▸ How to complete this task
Taking the line that contains "pub mod closure;" as the first, copy exactly every line through the last line of the records, and nothing else.

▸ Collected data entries
((
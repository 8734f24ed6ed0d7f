use crate::util::constants::*;

pub const fn raw_align_down(val: usize, align: usize) -> usize {
    val & !(align - 1)
}

pub const fn raw_is_aligned(val: usize, align: usize) -> bool {
    val & (align - 1) == 0
}

/// Words needed to hold `bytes`, rounded up.
pub const fn bytes_to_words_up(bytes: usize) -> usize {
    (bytes + BYTES_IN_WORD - 1) >> LOG_BYTES_IN_WORD
}

/// Number of blocks in a group whose payload holds `words` words.
pub const fn blocks_for_words(words: usize) -> usize {
    let bytes = BLOCK_DESCRIPTOR_BYTES + words * BYTES_IN_WORD;
    (bytes + BYTES_IN_BLOCK - 1) >> LOG_BYTES_IN_BLOCK
}

#[cfg(test)]
mod tests {
    use super::*;

    #[test]
    fn alignment() {
        assert_eq!(raw_align_down(0x1234_5678, BYTES_IN_BLOCK), 0x1234_0000);
        assert!(raw_is_aligned(0x1234_0000, BYTES_IN_BLOCK));
        assert!(!raw_is_aligned(0x1234_0008, BYTES_IN_BLOCK));
    }

    #[test]
    fn words_round_up() {
        assert_eq!(bytes_to_words_up(1), 1);
        assert_eq!(bytes_to_words_up(BYTES_IN_WORD), 1);
        assert_eq!(bytes_to_words_up(BYTES_IN_WORD + 1), 2);
    }

    #[test]
    fn a_full_payload_fits_one_block() {
        assert_eq!(blocks_for_words(1), 1);
        assert_eq!(blocks_for_words(BLOCK_PAYLOAD_WORDS), 1);
        assert_eq!(blocks_for_words(BLOCK_PAYLOAD_WORDS + 1), 2);
        assert_eq!(blocks_for_words(3 * BYTES_IN_BLOCK / BYTES_IN_WORD), 4);
    }
}
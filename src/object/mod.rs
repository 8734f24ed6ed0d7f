//! The object model: info tables, closure kinds and closure layouts.

pub mod builtin;
pub mod closure;
pub mod info;

pub use info::{Bitmap, ClosureKind, InfoTable, Layout, Srt};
))
▸ Solution to this problem
pub mod closure;
pub mod info;

pub use info::{Bitmap, ClosureKind, InfoTable, Layout, Srt};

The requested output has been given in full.